Madison Ford
Entertainment Editor
The south is loud and proud when it comes to religion.
Growing up in the Bible Belt has been an interesting experience for me. I was raised Catholic by two parents both from the Northeast.
I was raised to view my religion as something personal and private. As I grew older, however, I began to see that my subdued faith greatly differed from that of my peers. They wore their Christianity boldly on their sleeves. Literally. Being Christian was a fashion statement, an after-school activity, and, most important, a message they needed to share. With everyone.
This is not to say this was wrong. Just different — for me. I was not used to churches with movie theater seats and paddleboats and coffee shops. I knew The Apostles’ Creed, and the meaning behind the Eucharist, but ask me to quote from the bible, and you would be met with a blank stare.
When I became a teenager, I was faced with an interesting culture shock. I began to realize that a more Bible-based and vocal Christianity surrounded me. Not just in my town, but everywhere. People used the word Christian as a synonym for a good person.
“Yes, I love our dentist. He is such a good Christian.”
“Jimmy has such good friends. They’re just such good Christian boys.”
This sort of talk struck me. How did they know what religion these people were? What if the dentist was Jewish or Hindu? Would that have altered the value of his dentistry? Or even more his character?
Growing up here, it is hard not to be swept up in the current of the Bible Belt. Even the summer camps are tied in with non denominational Christian messages. I must tell you, having attended one of these camps as a Catholic, they are not non-denominational. It is a troubling experience having your Christian faith (yes, Catholicism is a Christian religion) questioned by your counselor at a Christian camp.

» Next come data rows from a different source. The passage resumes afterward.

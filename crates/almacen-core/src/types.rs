//! # Domain Types
//!
//! Core domain types for the inventory ledger.
//!
//! ## Type Map
//! ```text
//! StockEntry ── keyed by VariantKey (product + optional color/size)
//!     ▲               ▲                  ▲
//!     │ reserve       │ release          │ reserve at creation
//! Sale + SaleLine   Purchase +        LayawayPlan + LayawayItem
//!                   PurchaseLine          └── Abono (append-only debt ledger)
//! ```
//!
//! ## Dual-Key Identity Pattern
//! Every stock entry has:
//! - `id`: UUID v4, immutable, used for relations (sale lines, plan items)
//! - `VariantKey`: the business identity `(product_id, color_id?, size_id?)`,
//!   unique per entry, used by purchase intake to find-or-create

use chrono::{DateTime, Utc};
use serde::{Deserialize, Serialize};
use std::fmt;

use crate::money::Money;

// =============================================================================
// Variant Key
// =============================================================================

/// The business identity of a stock entry: a product plus its optional
/// color/size variant.
///
/// ## Ordering
/// `Ord` is derived so multi-line commits can sort their lines into a single
/// deterministic lock order. Two concurrent sales touching the same two
/// variants always reserve them in the same sequence, which rules out
/// circular waits.
#[derive(Debug, Clone, PartialEq, Eq, PartialOrd, Ord, Hash, Serialize, Deserialize)]
pub struct VariantKey {
    pub product_id: String,
    pub color_id: Option<String>,
    pub size_id: Option<String>,
}

impl VariantKey {
    /// Creates a key for a product with no color/size variant.
    pub fn product(product_id: impl Into<String>) -> Self {
        VariantKey {
            product_id: product_id.into(),
            color_id: None,
            size_id: None,
        }
    }
}

impl fmt::Display for VariantKey {
    fn fmt(&self, f: &mut fmt::Formatter<'_>) -> fmt::Result {
        write!(
            f,
            "{}/{}/{}",
            self.product_id,
            self.color_id.as_deref().unwrap_or("-"),
            self.size_id.as_deref().unwrap_or("-")
        )
    }
}

// =============================================================================
// Stock Entry
// =============================================================================

/// A single trackable inventory unit.
///
/// Never physically deleted, only zeroed; historical sales and plans keep
/// referencing it. `quantity_on_hand >= 0` is enforced transactionally by the
/// ledger (and double-checked by a database CHECK constraint).
#[derive(Debug, Clone, Serialize, Deserialize)]
#[cfg_attr(feature = "sqlx", derive(sqlx::FromRow))]
pub struct StockEntry {
    /// Unique identifier (UUID v4).
    pub id: String,
    pub product_id: String,
    pub color_id: Option<String>,
    pub size_id: Option<String>,
    /// Units currently on hand. Invariant: never negative.
    pub quantity_on_hand: i64,
    /// Last cost paid per unit, in cents. Updated by purchase intake.
    pub purchase_price_cents: i64,
    /// Current selling price per unit, in cents.
    pub sale_price_cents: i64,
    pub created_at: DateTime<Utc>,
    pub updated_at: DateTime<Utc>,
}

impl StockEntry {
    /// Returns the variant key of this entry.
    pub fn key(&self) -> VariantKey {
        VariantKey {
            product_id: self.product_id.clone(),
            color_id: self.color_id.clone(),
            size_id: self.size_id.clone(),
        }
    }

    /// Returns the purchase price as Money.
    #[inline]
    pub fn purchase_price(&self) -> Money {
        Money::from_cents(self.purchase_price_cents)
    }

    /// Returns the sale price as Money.
    #[inline]
    pub fn sale_price(&self) -> Money {
        Money::from_cents(self.sale_price_cents)
    }
}

/// An administrative stock correction, kept for audit.
///
/// Append-only: corrections of corrections are new rows.
#[derive(Debug, Clone, Serialize, Deserialize)]
#[cfg_attr(feature = "sqlx", derive(sqlx::FromRow))]
pub struct StockAdjustment {
    pub id: String,
    pub stock_entry_id: String,
    /// Signed change applied to `quantity_on_hand`.
    pub delta: i64,
    pub reason: Option<String>,
    pub created_at: DateTime<Utc>,
}

// =============================================================================
// Sale
// =============================================================================

/// The status of a committed sale.
#[derive(Debug, Clone, Copy, PartialEq, Eq, Serialize, Deserialize)]
#[cfg_attr(feature = "sqlx", derive(sqlx::Type))]
#[cfg_attr(feature = "sqlx", sqlx(rename_all = "lowercase"))]
#[serde(rename_all = "snake_case")]
pub enum SaleStatus {
    /// Committed and counted against stock.
    Completed,
    /// Voided after commit; stock was released back. Lines and totals are
    /// preserved untouched for the audit trail.
    Voided,
}
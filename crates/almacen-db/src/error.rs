//! # Database Error Types
//!
//! Error types for the persistence and service layers.
//!
//! ## Error Flow
//! ```text
//! sqlx::Error ──► DbError (categorized, this module)
//!                    │
//! CoreError ─────────┼──► LedgerError (what service callers receive)
//! ```
//!
//! The split matters for retries: `DbError::is_conflict` identifies transient
//! writer contention that the services retry transparently; business errors
//! (`CoreError`) are terminal and surface immediately.

use almacen_core::CoreError;
use thiserror::Error;

// =============================================================================
// Db Error
// =============================================================================

/// Database operation errors.
#[derive(Debug, Error)]
pub enum DbError {
    /// Entity not found in the database.
    #[error("{entity} not found: {id}")]
    NotFound { entity: String, id: String },

    /// Unique constraint violation (e.g. duplicate variant key).
    #[error("duplicate {field}: '{value}' already exists")]
    UniqueViolation { field: String, value: String },

    /// Foreign key constraint violation.
    #[error("foreign key violation: {message}")]
    ForeignKeyViolation { message: String },

    /// A CHECK constraint fired.
    ///
    /// The schema restates the ledger invariants (non-negative stock, debt,
    /// totals); seeing this error means a service-layer bug was caught by
    /// the second line of defense.
    #[error("check constraint violated: {message}")]
    CheckViolation { message: String },

    /// Another writer holds the database; transient, retried by services.
    #[error("database busy: {0}")]
    Busy(String),

    /// Writer contention persisted through every bounded retry.
    ///
    /// Distinct from the business errors: the request was well-formed and
    /// may simply be retried later by the caller.
    #[error("write conflict not resolved after {attempts} attempts")]
    ConflictRetryExhausted { attempts: u32 },

    /// Database connection failed.
    #[error("connection failed: {0}")]
    ConnectionFailed(String),

    /// Migration failed.
    #[error("migration failed: {0}")]
    MigrationFailed(String),

    /// Query execution failed.
    #[error("query failed: {0}")]
    QueryFailed(String),

    /// Pool exhausted (all connections in use).
    #[error("connection pool exhausted")]
    PoolExhausted,

    /// Internal database error.
    #[error("internal database error: {0}")]
    Internal(String),
}

impl DbError {
    /// Creates a NotFound error for a given entity type and id.
    pub fn not_found(entity: impl Into<String>, id: impl Into<String>) -> Self {
        DbError::NotFound {
            entity: entity.into(),
            id: id.into(),
        }
    }

    /// Transient contention that a bounded retry may resolve.
    pub fn is_conflict(&self) -> bool {
        matches!(self, DbError::Busy(_))
    }
}

/// Convert sqlx errors to DbError.
///
/// SQLite reports constraint failures and lock contention through message
/// text; the mapping below is the same categorization the rest of the crate
/// keys retries and error codes off.
impl From<sqlx::Error> for DbError {
    fn from(err: sqlx::Error) -> Self {
        match err {
            sqlx::Error::RowNotFound => DbError::NotFound {
                entity: "record".to_string(),
                id: "unknown".to_string(),
            },

            sqlx::Error::Database(db_err) => {
                let msg = db_err.message().to_string();

                if msg.contains("UNIQUE constraint failed") {
                    let field = msg
                        .split("UNIQUE constraint failed: ")
                        .nth(1)
                        .unwrap_or("unknown")
                        .to_string();
                    DbError::UniqueViolation {
                        field,
                        value: "unknown".to_string(),
                    }
                } else if msg.contains("FOREIGN KEY constraint failed") {
                    DbError::ForeignKeyViolation { message: msg }
                } else if msg.contains("CHECK constraint failed") {
                    DbError::CheckViolation { message: msg }
                } else if msg.contains("database is locked")
                    || msg.contains("database table is locked")
                {
                    DbError::Busy(msg)
                } else {
                    DbError::QueryFailed(msg)
                }
            }

            sqlx::Error::PoolTimedOut => DbError::PoolExhausted,

            sqlx::Error::PoolClosed => DbError::ConnectionFailed("pool is closed".to_string()),

            _ => DbError::Internal(err.to_string()),
        }
    }
}

impl From<sqlx::migrate::MigrateError> for DbError {
    fn from(err: sqlx::migrate::MigrateError) -> Self {
        DbError::MigrationFailed(err.to_string())
    }
}

/// Result type for database operations.
pub type DbResult<T> = Result<T, DbError>;

// =============================================================================
// Ledger Error
// =============================================================================

/// The error type service callers see: business rule violations from
/// almacen-core or persistence failures from this crate.
#[derive(Debug, Error)]
pub enum LedgerError {
    /// Business rule violation; terminal, never retried.
    #[error(transparent)]
    Core(#[from] CoreError),

    /// Persistence failure (including `ConflictRetryExhausted`).
    #[error(transparent)]
    Db(#[from] DbError),
}

impl From<almacen_core::ValidationError> for LedgerError {
    fn from(err: almacen_core::ValidationError) -> Self {
        LedgerError::Core(CoreError::Validation(err))
    }
}

impl From<sqlx::Error> for LedgerError {
    fn from(err: sqlx::Error) -> Self {
        LedgerError::Db(DbError::from(err))
    }
}

/// Result type for service-level ledger operations.
pub type LedgerResult<T> = Result<T, LedgerError>;

// =============================================================================
// Unit Tests
// =============================================================================
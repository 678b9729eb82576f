// Rust guideline compliant 2026-02-06

//! Terminal helpers for colour support.

use std::env;
use std::io::Write;
use termcolor::{Color, ColorChoice, ColorSpec, StandardStream, WriteColor};

/// Determines if colored output should be used.
///
/// Respects the NO_COLOR environment variable and terminal capabilities.
pub fn should_use_color() -> bool {
    if env::var_os("NO_COLOR").is_some() {
        return false;
    }

    atty::is(atty::Stream::Stdout)
}

/// Writes `text` to a buffer, wrapped in ANSI colour codes when `use_color` is set.
pub fn paint(text: &str, color: Color, bold: bool, use_color: bool) -> String {
    if !use_color {
        return text.to_string();
    }

    let mut buffer = termcolor::Buffer::ansi();
    let _ = buffer.set_color(ColorSpec::new().set_fg(Some(color)).set_bold(bold));
    let _ = write!(buffer, "{}", text);
    let _ = buffer.reset();
    String::from_utf8_lossy(buffer.as_slice()).into_owned()
}

/// Prints a status message with a colored prefix to stderr.
pub fn print_status(prefix: &str, prefix_color: Color, message: &str) {
    let choice = if env::var_os("NO_COLOR").is_some() {
        ColorChoice::Never
    } else {
        ColorChoice::Auto
    };
    let mut stderr = StandardStream::stderr(choice);
    let _ = stderr.set_color(ColorSpec::new().set_fg(Some(prefix_color)).set_bold(true));
    let _ = write!(stderr, "{}: ", prefix);
    let _ = stderr.reset();
    let _ = writeln!(stderr, "{}", message);
}

/// Prints a success message to stderr.
pub fn print_success(message: &str) {
    print_status("ok", Color::Green, message);
}
// Rust guideline compliant 2026-02-06

//! Multi-agent grid.
//!
//! Every cell holds an ordered list of agent ids. The grid does not wrap around its
//! edges, so neighbourhoods near a border are clipped.

use crate::{Error, Result};
use serde::{Deserialize, Serialize};
use std::fmt;
use std::str::FromStr;

/// Identifier assigned to every agent by the model.
pub type AgentId = u64;

/// A grid position given as column and row.
///
/// Row 0 is the top of the map, where fans enter.
#[derive(Debug, Clone, Copy, PartialEq, Eq, Hash, PartialOrd, Ord, Serialize, Deserialize)]
pub struct Cell {
    /// Column (x coordinate).
    pub col: usize,
    /// Row (y coordinate).
    pub row: usize,
}

impl Cell {
    /// Creates a new cell position.
    pub const fn new(col: usize, row: usize) -> Self {
        Self { col, row }
    }
}

impl fmt::Display for Cell {
    fn fmt(&self, f: &mut fmt::Formatter<'_>) -> fmt::Result {
        write!(f, "({}, {})", self.col, self.row)
    }
}

impl FromStr for Cell {
    type Err = Error;

    /// Parses a `col,row` pair.
    fn from_str(s: &str) -> Result<Self> {
        let (col, row) = s
            .split_once(',')
            .ok_or_else(|| Error::InvalidConfig(format!("expected 'col,row', got '{}'", s)))?;
        let parse = |part: &str| {
            part.trim()
                .parse::<usize>()
                .map_err(|_| Error::InvalidConfig(format!("invalid coordinate '{}'", part)))
        };
        Ok(Self::new(parse(col)?, parse(row)?))
    }
}

/// Grid where several agents may share a cell.
#[derive(Debug, Clone)]
pub struct MultiGrid {
    width: usize,
    height: usize,
    cells: Vec<Vec<AgentId>>,
}

impl MultiGrid {
    /// Creates an empty grid.
    pub fn new(width: usize, height: usize) -> Self {
        Self {
            width,
            height,
            cells: vec![Vec::new(); width * height],
        }
    }

    /// Grid width in columns.
    pub fn width(&self) -> usize {
        self.width
    }

    /// Grid height in rows.
    pub fn height(&self) -> usize {
        self.height
    }

    /// Returns whether the cell lies inside the grid.
    pub fn in_bounds(&self, cell: Cell) -> bool {
        cell.col < self.width && cell.row < self.height
    }

    fn index(&self, cell: Cell) -> Result<usize> {
        if self.in_bounds(cell) {
            Ok(cell.row * self.width + cell.col)
        } else {
            Err(Error::OutOfBounds(cell))
        }
    }

    /// Places an agent on a cell.
    ///
    /// # Errors
    ///
    /// Returns `OutOfBounds` if the cell lies outside the grid.
    pub fn place_agent(&mut self, id: AgentId, cell: Cell) -> Result<()> {
        let idx = self.index(cell)?;
        self.cells[idx].push(id);
        Ok(())
    }

    /// Removes an agent from a cell.
    ///
    /// # Errors
    ///
    /// Returns `OutOfBounds` for a cell outside the grid and `AgentNotFound` if the
    /// agent is not on that cell.
    pub fn remove_agent(&mut self, id: AgentId, cell: Cell) -> Result<()> {
        let idx = self.index(cell)?;
        let slot = &mut self.cells[idx];
        let pos = slot
            .iter()
            .position(|other| *other == id)
            .ok_or(Error::AgentNotFound(id))?;
        slot.remove(pos);
        Ok(())
    }

    /// Moves an agent between two cells.
    ///
    /// # Errors
    ///
    /// Fails without modifying the grid when either cell is out of bounds or the agent
    /// is not on `from`.
    pub fn move_agent(&mut self, id: AgentId, from: Cell, to: Cell) -> Result<()> {
        self.index(to)?;
        self.remove_agent(id, from)?;
        self.place_agent(id, to)
    }

    /// Agents on a cell, in placement order. Empty for out-of-bounds cells.
    pub fn contents(&self, cell: Cell) -> &[AgentId] {
        match self.index(cell) {
            Ok(idx) => &self.cells[idx],
            Err(_) => &[],
        }
    }

    /// Number of agents on a cell.
    pub fn count(&self, cell: Cell) -> usize {
        self.contents(cell).len()
    }

    /// Moore neighbourhood of a cell, clipped at the grid border.
    ///
    /// Cells are returned column by column, top to bottom inside each column.
    pub fn neighborhood(&self, cell: Cell, include_center: bool) -> Vec<Cell> {
        let mut cells = Vec::with_capacity(9);
        let last_col = self.width.saturating_sub(1);
        let last_row = self.height.saturating_sub(1);
        for col in cell.col.saturating_sub(1)..=(cell.col + 1).min(last_col) {
            for row in cell.row.saturating_sub(1)..=(cell.row + 1).min(last_row) {
                let candidate = Cell::new(col, row);
                if candidate == cell && !include_center {
                    continue;
                }
                cells.push(candidate);
            }
        }
        cells
    }
}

As a Catholic, I had always been taught that actions speak louder than words. But in the Bible Belt, words mean a lot. In some Protestant faiths, “accepting Jesus as your personal savior” is essentially the key to salvation. I had always thought the key was treating others with the kindness.
But who am I to judge? My Protestant friends maintain a kind of relationship that, while difficult for me to comprehend, is meaningful and strong.
We live in a time where it takes a lot of courage to believe in something. There was once a time when the disregard of a higher power was unheard of, and even punishable by law. But now those who feel strongly about their religion, whatever it may be, are perceived as unreasonable. So there is certainly something respectable about those in the South who are so unafraid and uninhibited with their religion.
As I have gotten older I have questioned many things, as young people tend to do. Now, as I am about to embark into the realm of adulthood, I have come to a conclusion: Religion can be something beautiful. We simply need to cast aside the judgments of one another, because it seems the heart of every religion wants something very similar. We are all searching for something, whether it is religious enlightenment or scientific discovery. So at the end of the day we must look inside ourselves and find the light within that will guide us there.
I am glad I grew up in the Bible Belt, and I am thankful for the way I was raised in my own religion. My religious journey has taken me out of my comfort zone and on to a place where I know what I want from the world, and my God, and myself. And at this point in my life, what else is there to ask for?